------ SUPPLIED DATA
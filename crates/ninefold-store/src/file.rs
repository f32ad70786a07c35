//! File-backed board store: one JSON file per saved board.

use std::{
    fs::{self, File},
    io::{self, BufReader, BufWriter, Write as _},
    path::PathBuf,
    sync::Arc,
};

use log::debug;
use ninefold_core::Board;
use ninefold_solver::BacktrackingSolver;
use serde::{Deserialize, Serialize};

use crate::{BoardStore, error::StoreError};

/// File name suffix of every stored board.
const FILE_EXTENSION: &str = "json";

/// The persisted payload: the 81 cell values, 0 for an explicitly empty
/// cell.
#[derive(Debug, Serialize, Deserialize)]
struct BoardRecord {
    cells: [[u8; 9]; 9],
}

/// Stores each board as `<name>.json` inside a directory.
///
/// The directory is created at construction; all file handles are scoped to
/// the operation that opened them. Writes stream into a sibling temporary
/// file that is renamed over the target only on success, so a failed write
/// never clobbers a previously stored board.
///
/// # Examples
///
/// ```no_run
/// use std::sync::Arc;
///
/// use ninefold_core::Board;
/// use ninefold_solver::BacktrackingSolver;
/// use ninefold_store::{BoardStore, FileBoardStore};
///
/// let mut store = FileBoardStore::new("saves")?;
/// let board = Board::new(Arc::new(BacktrackingSolver::new()));
/// store.write(&board, "morning-game")?;
/// assert_eq!(store.names()?, vec!["morning-game".to_owned()]);
/// # Ok::<(), ninefold_store::StoreError>(())
/// ```
#[derive(Debug)]
pub struct FileBoardStore {
    dir: PathBuf,
}

impl FileBoardStore {
    /// Opens a store rooted at `dir`, creating the directory if needed.
    ///
    /// # Errors
    ///
    /// Returns [`StoreError::Io`] if the directory cannot be created.
    pub fn new(dir: impl Into<PathBuf>) -> Result<Self, StoreError> {
        let dir = dir.into();
        fs::create_dir_all(&dir)?;
        Ok(Self { dir })
    }

    fn path_for(&self, name: &str) -> PathBuf {
        self.dir.join(format!("{name}.{FILE_EXTENSION}"))
    }

    fn tmp_path_for(&self, name: &str) -> PathBuf {
        self.dir.join(format!("{name}.{FILE_EXTENSION}.tmp"))
    }
}

fn write_payload(file: File, record: &BoardRecord) -> Result<(), StoreError> {
    let mut writer = BufWriter::new(file);
    serde_json::to_writer_pretty(&mut writer, record)?;
    writer.flush()?;
    Ok(())
}

impl BoardStore for FileBoardStore {
    fn write(&mut self, board: &Board, name: &str) -> Result<(), StoreError> {
        if name.is_empty() {
            return Err(StoreError::EmptyName);
        }
        let record = BoardRecord {
            cells: board.values(),
        };
        // The payload goes to a temporary file first; the target is only
        // replaced by the rename below, after the write has fully succeeded.
        let tmp = self.tmp_path_for(name);
        let result = File::create(&tmp)
            .map_err(StoreError::from)
            .and_then(|file| write_payload(file, &record));
        if let Err(err) = result {
            let _ = fs::remove_file(&tmp);
            return Err(err);
        }
        fs::rename(&tmp, self.path_for(name))?;
        debug!("saved board {name:?} under {}", self.dir.display());
        Ok(())
    }

    fn read(&self, name: &str) -> Result<Board, StoreError> {
        let path = self.path_for(name);
        let file = match File::open(&path) {
            Ok(file) => file,
            Err(err) if err.kind() == io::ErrorKind::NotFound => {
                return Err(StoreError::NotFound {
                    name: name.to_owned(),
                });
            }
            Err(err) => return Err(err.into()),
        };
        let record: BoardRecord = serde_json::from_reader(BufReader::new(file))?;
        let board = Board::from_values(Arc::new(BacktrackingSolver::new()), record.cells)
            .map_err(|_| StoreError::Corrupt {
                name: name.to_owned(),
            })?;
        debug!("loaded board {name:?} from {}", self.dir.display());
        Ok(board)
    }

    fn names(&self) -> Result<Vec<String>, StoreError> {
        let mut names = Vec::new();
        for entry in fs::read_dir(&self.dir)? {
            let path = entry?.path();
            if path.extension().is_some_and(|ext| ext == FILE_EXTENSION) {
                if let Some(stem) = path.file_stem().and_then(|stem| stem.to_str()) {
                    names.push(stem.to_owned());
                }
            }
        }
        names.sort();
        Ok(names)
    }
}

#[cfg(test)]
mod tests {
    use std::sync::atomic::{AtomicU32, Ordering};

    use super::*;
    use crate::testing::sample_board;

    /// Creates a unique throwaway directory under the system temp dir.
    fn scratch_dir() -> PathBuf {
        static COUNTER: AtomicU32 = AtomicU32::new(0);
        let unique = format!(
            "ninefold-store-test-{}-{}",
            std::process::id(),
            COUNTER.fetch_add(1, Ordering::Relaxed),
        );
        std::env::temp_dir().join(unique)
    }

    #[test]
    fn round_trip_preserves_all_cells() {
        let dir = scratch_dir();
        let mut store = FileBoardStore::new(&dir).unwrap();
        let board = sample_board();

        store.write(&board, "round-trip").unwrap();
        let loaded = store.read("round-trip").unwrap();
        assert_eq!(loaded, board);

        fs::remove_dir_all(&dir).unwrap();
    }

    #[test]
    fn read_of_missing_name_is_not_found() {
        let dir = scratch_dir();
        let store = FileBoardStore::new(&dir).unwrap();
        assert!(matches!(
            store.read("nope"),
            Err(StoreError::NotFound { name }) if name == "nope"
        ));
        fs::remove_dir_all(&dir).unwrap();
    }

    #[test]
    fn write_with_empty_name_is_rejected() {
        let dir = scratch_dir();
        let mut store = FileBoardStore::new(&dir).unwrap();
        assert!(matches!(
            store.write(&sample_board(), ""),
            Err(StoreError::EmptyName)
        ));
        fs::remove_dir_all(&dir).unwrap();
    }

    #[test]
    fn failed_write_keeps_the_previous_save() {
        let dir = scratch_dir();
        let mut store = FileBoardStore::new(&dir).unwrap();
        let original = sample_board();
        store.write(&original, "game").unwrap();

        // Blocking the temporary path makes the next write fail before the
        // target file is touched.
        fs::create_dir(store.tmp_path_for("game")).unwrap();
        let mut changed = original.clone();
        changed.clear_cell(0, 0);
        assert!(matches!(
            store.write(&changed, "game"),
            Err(StoreError::Io { .. })
        ));

        // The stored board is untouched and no partial entry shows up.
        assert_eq!(store.read("game").unwrap(), original);
        assert_eq!(store.names().unwrap(), vec!["game"]);

        fs::remove_dir_all(&dir).unwrap();
    }

    #[test]
    fn names_lists_exactly_the_stored_boards() {
        let dir = scratch_dir();
        let mut store = FileBoardStore::new(&dir).unwrap();
        assert_eq!(store.names().unwrap(), Vec::<String>::new());

        store.write(&sample_board(), "beta").unwrap();
        store.write(&sample_board(), "alpha").unwrap();
        assert_eq!(store.names().unwrap(), vec!["alpha", "beta"]);

        fs::remove_dir_all(&dir).unwrap();
    }

    #[test]
    fn corrupted_payload_is_reported() {
        let dir = scratch_dir();
        let mut store = FileBoardStore::new(&dir).unwrap();
        store.write(&sample_board(), "bad").unwrap();

        // Out-of-range cell value in an otherwise well-formed record.
        let mut record = String::from("{\"cells\":[");
        for row in 0..9 {
            if row > 0 {
                record.push(',');
            }
            record.push_str("[12,0,0,0,0,0,0,0,0]");
        }
        record.push_str("]}");
        fs::write(store.path_for("bad"), record).unwrap();

        assert!(matches!(
            store.read("bad"),
            Err(StoreError::Corrupt { name }) if name == "bad"
        ));
        fs::remove_dir_all(&dir).unwrap();
    }

    #[test]
    fn unparseable_payload_is_a_codec_error() {
        let dir = scratch_dir();
        let store = FileBoardStore::new(&dir).unwrap();
        fs::write(store.path_for("garbled"), "not json").unwrap();
        assert!(matches!(
            store.read("garbled"),
            Err(StoreError::Codec { .. })
        ));
        fs::remove_dir_all(&dir).unwrap();
    }
}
------------
#### EXERCISE OBJECTIVE
Output every line above so that it reads exactly as before.

#### YOUR SOLUTION
filename crates/ninefold-store/src/file.rs
repository f32ad70786a07c35
//! File-backed board store: one JSON file per saved board.

use std::{
    fs::{self, File},
    io::{self, BufReader, BufWriter, Write as _},
    path::PathBuf,
    sync::Arc,
};

use log::debug;
use ninefold_core::Board;
use ninefold_solver::BacktrackingSolver;
use serde::{Deserialize, Serialize};

use crate::{BoardStore, error::StoreError};

/// File name suffix of every stored board.
const FILE_EXTENSION: &str = "json";

/// The persisted payload: the 81 cell values, 0 for an explicitly empty
/// cell.
#[derive(Debug, Serialize, Deserialize)]
struct BoardRecord {
    cells: [[u8; 9]; 9],
}

/// Stores each board as `<name>.json` inside a directory.
///
/// The directory is created at construction; all file handles are scoped to
/// the operation that opened them. Writes stream into a sibling temporary
/// file that is renamed over the target only on success, so a failed write
/// never clobbers a previously stored board.
///
/// # Examples
///
/// ```no_run
/// use std::sync::Arc;
///
/// use ninefold_core::Board;
/// use ninefold_solver::BacktrackingSolver;
/// use ninefold_store::{BoardStore, FileBoardStore};
///
/// let mut store = FileBoardStore::new("saves")?;
/// let board = Board::new(Arc::new(BacktrackingSolver::new()));
/// store.write(&board, "morning-game")?;
/// assert_eq!(store.names()?, vec!["morning-game".to_owned()]);
/// # Ok::<(), ninefold_store::StoreError>(())
/// ```
#[derive(Debug)]
pub struct FileBoardStore {
    dir: PathBuf,
}

impl FileBoardStore {
    /// Opens a store rooted at `dir`, creating the directory if needed.
    ///
    /// # Errors
    ///
    /// Returns [`StoreError::Io`] if the directory cannot be created.
    pub fn new(dir: impl Into<PathBuf>) -> Result<Self, StoreError> {
        let dir = dir.into();
        fs::create_dir_all(&dir)?;
        Ok(Self { dir })
    }

    fn path_for(&self, name: &str) -> PathBuf {
        self.dir.join(format!("{name}.{FILE_EXTENSION}"))
    }

    fn tmp_path_for(&self, name: &str) -> PathBuf {
        self.dir.join(format!("{name}.{FILE_EXTENSION}.tmp"))
    }
}

fn write_payload(file: File, record: &BoardRecord) -> Result<(), StoreError> {
    let mut writer = BufWriter::new(file);
    serde_json::to_writer_pretty(&mut writer, record)?;
    writer.flush()?;
    Ok(())
}

impl BoardStore for FileBoardStore {
    fn write(&mut self, board: &Board, name: &str) -> Result<(), StoreError> {
        if name.is_empty() {
            return Err(StoreError::EmptyName);
        }
        let record = BoardRecord {
            cells: board.values(),
        };
        // The payload goes to a temporary file first; the target is only
        // replaced by the rename below, after the write has fully succeeded.
        let tmp = self.tmp_path_for(name);
        let result = File::create(&tmp)
            .map_err(StoreError::from)
            .and_then(|file| write_payload(file, &record));
        if let Err(err) = result {
            let _ = fs::remove_file(&tmp);
            return Err(err);
        }
        fs::rename(&tmp, self.path_for(name))?;
        debug!("saved board {name:?} under {}", self.dir.display());
        Ok(())
    }

    fn read(&self, name: &str) -> Result<Board, StoreError> {
        let path = self.path_for(name);
        let file = match File::open(&path) {
            Ok(file) => file,
            Err(err) if err.kind() == io::ErrorKind::NotFound => {
                return Err(StoreError::NotFound {
                    name: name.to_owned(),
                });
            }
            Err(err) => return Err(err.into()),
        };
        let record: BoardRecord = serde_json::from_reader(BufReader::new(file))?;
        let board = Board::from_values(Arc::new(BacktrackingSolver::new()), record.cells)
            .map_err(|_| StoreError::Corrupt {
                name: name.to_owned(),
            })?;
        debug!("loaded board {name:?} from {}", self.dir.display());
        Ok(board)
    }

    fn names(&self) -> Result<Vec<String>, StoreError> {
        let mut names = Vec::new();
        for entry in fs::read_dir(&self.dir)? {
            let path = entry?.path();
            if path.extension().is_some_and(|ext| ext == FILE_EXTENSION) {
                if let Some(stem) = path.file_stem().and_then(|stem| stem.to_str()) {
                    names.push(stem.to_owned());
                }
            }
        }
        names.sort();
        Ok(names)
    }
}

#[cfg(test)]
mod tests {
    use std::sync::atomic::{AtomicU32, Ordering};

    use super::*;
    use crate::testing::sample_board;

    /// Creates a unique throwaway directory under the system temp dir.
    fn scratch_dir() -> PathBuf {
        static COUNTER: AtomicU32 = AtomicU32::new(0);
        let unique = format!(
            "ninefold-store-test-{}-{}",
            std::process::id(),
            COUNTER.fetch_add(1, Ordering::Relaxed),
        );
        std::env::temp_dir().join(unique)
    }

    #[test]
    fn round_trip_preserves_all_cells() {
        let dir = scratch_dir();
        let mut store = FileBoardStore::new(&dir).unwrap();
        let board = sample_board();

        store.write(&board, "round-trip").unwrap();
        let loaded = store.read("round-trip").unwrap();
        assert_eq!(loaded, board);

        fs::remove_dir_all(&dir).unwrap();
    }

    #[test]
    fn read_of_missing_name_is_not_found() {
        let dir = scratch_dir();
        let store = FileBoardStore::new(&dir).unwrap();
        assert!(matches!(
            store.read("nope"),
            Err(StoreError::NotFound { name }) if name == "nope"
        ));
        fs::remove_dir_all(&dir).unwrap();
    }

    #[test]
    fn write_with_empty_name_is_rejected() {
        let dir = scratch_dir();
        let mut store = FileBoardStore::new(&dir).unwrap();
        assert!(matches!(
            store.write(&sample_board(), ""),
            Err(StoreError::EmptyName)
        ));
        fs::remove_dir_all(&dir).unwrap();
    }

    #[test]
    fn failed_write_keeps_the_previous_save() {
        let dir = scratch_dir();
        let mut store = FileBoardStore::new(&dir).unwrap();
        let original = sample_board();
        store.write(&original, "game").unwrap();

        // Blocking the temporary path makes the next write fail before the
        // target file is touched.
        fs::create_dir(store.tmp_path_for("game")).unwrap();
        let mut changed = original.clone();
        changed.clear_cell(0, 0);
        assert!(matches!(
            store.write(&changed, "game"),
            Err(StoreError::Io { .. })
        ));

        // The stored board is untouched and no partial entry shows up.
        assert_eq!(store.read("game").unwrap(), original);
        assert_eq!(store.names().unwrap(), vec!["game"]);

        fs::remove_dir_all(&dir).unwrap();
    }

    #[test]
    fn names_lists_exactly_the_stored_boards() {
        let dir = scratch_dir();
        let mut store = FileBoardStore::new(&dir).unwrap();
        assert_eq!(store.names().unwrap(), Vec::<String>::new());

        store.write(&sample_board(), "beta").unwrap();
        store.write(&sample_board(), "alpha").unwrap();
        assert_eq!(store.names().unwrap(), vec!["alpha", "beta"]);

        fs::remove_dir_all(&dir).unwrap();
    }

    #[test]
    fn corrupted_payload_is_reported() {
        let dir = scratch_dir();
        let mut store = FileBoardStore::new(&dir).unwrap();
        store.write(&sample_board(), "bad").unwrap();

        // Out-of-range cell value in an otherwise well-formed record.
        let mut record = String::from("{\"cells\":[");
        for row in 0..9 {
            if row > 0 {
                record.push(',');
            }
            record.push_str("[12,0,0,0,0,0,0,0,0]");
        }
        record.push_str("]}");
        fs::write(store.path_for("bad"), record).unwrap();

        assert!(matches!(
            store.read("bad"),
            Err(StoreError::Corrupt { name }) if name == "bad"
        ));
        fs::remove_dir_all(&dir).unwrap();
    }

    #[test]
    fn unparseable_payload_is_a_codec_error() {
        let dir = scratch_dir();
        let store = FileBoardStore::new(&dir).unwrap();
        fs::write(store.path_for("garbled"), "not json").unwrap();
        assert!(matches!(
            store.read("garbled"),
            Err(StoreError::Codec { .. })
        ));
        fs::remove_dir_all(&dir).unwrap();
    }
}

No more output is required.